**What you will do**
Out of the data below, copy every line with the string "true".

Stored items
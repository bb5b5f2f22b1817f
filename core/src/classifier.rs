//! Exact/wildcard classifier
//!
//! Decides whether a pattern, compared against the target, qualifies as a
//! literal, trailing-wildcard or suffix-wildcard match. Rules are evaluated in
//! order; the first one that succeeds wins:
//!
//! 1. literal equality
//! 2. trailing wildcard (`/admin/*` → target starts with `/admin`)
//! 3. suffix wildcard (`/*.jsp` → target ends with `.jsp`)
//!
//! A pattern that passes none of them may still match as a template via
//! [`bind`](crate::bind).

use crate::pattern::{SUFFIX_WILDCARD, TRAILING_WILDCARD};

/// Returns `true` if `pattern` matches `target` literally or by wildcard.
///
/// # Example
///
/// ```
/// use pathmatch::classify;
///
/// assert!(classify("/admin/console", "/admin/console"));
/// assert!(classify("/admin/*", "/admin/users"));
/// assert!(classify("/admin/*", "/admin"));
/// assert!(classify("/*.jsp", "/foo/bar.jsp"));
/// assert!(!classify("/*.jsp", "/foo/bar.html"));
/// ```
#[must_use]
pub fn classify(pattern: &str, target: &str) -> bool {
    confirms(pattern, target, pattern)
}

/// Classifier with an explicit candidate for the literal rule.
///
/// Rule 1 compares `candidate` against `target`; rules 2 and 3 still look at
/// `pattern`. The engine passes the binder's reconstruction as `candidate` to
/// confirm a template match.
///
/// ```
/// use pathmatch::confirms;
///
/// assert!(confirms("/users/{id}", "/users/42", "/users/42"));
/// assert!(!confirms("/users/{id}", "/users/42", "/users/{id}"));
/// ```
#[must_use]
pub fn confirms(pattern: &str, target: &str, candidate: &str) -> bool {
    if candidate == target {
        return true;
    }

    if let Some(prefix) = pattern.strip_suffix(TRAILING_WILDCARD) {
        return target.starts_with(prefix);
    }

    if let Some(index) = pattern.find(SUFFIX_WILDCARD) {
        // Keep the dot: "/*.jsp" protects ".jsp", not "jsp".
        return target.ends_with(&pattern[index + 2..]);
    }

    false
}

**Task solution**
/// Returns `true` if `pattern` matches `target` literally or by wildcard.
        return true;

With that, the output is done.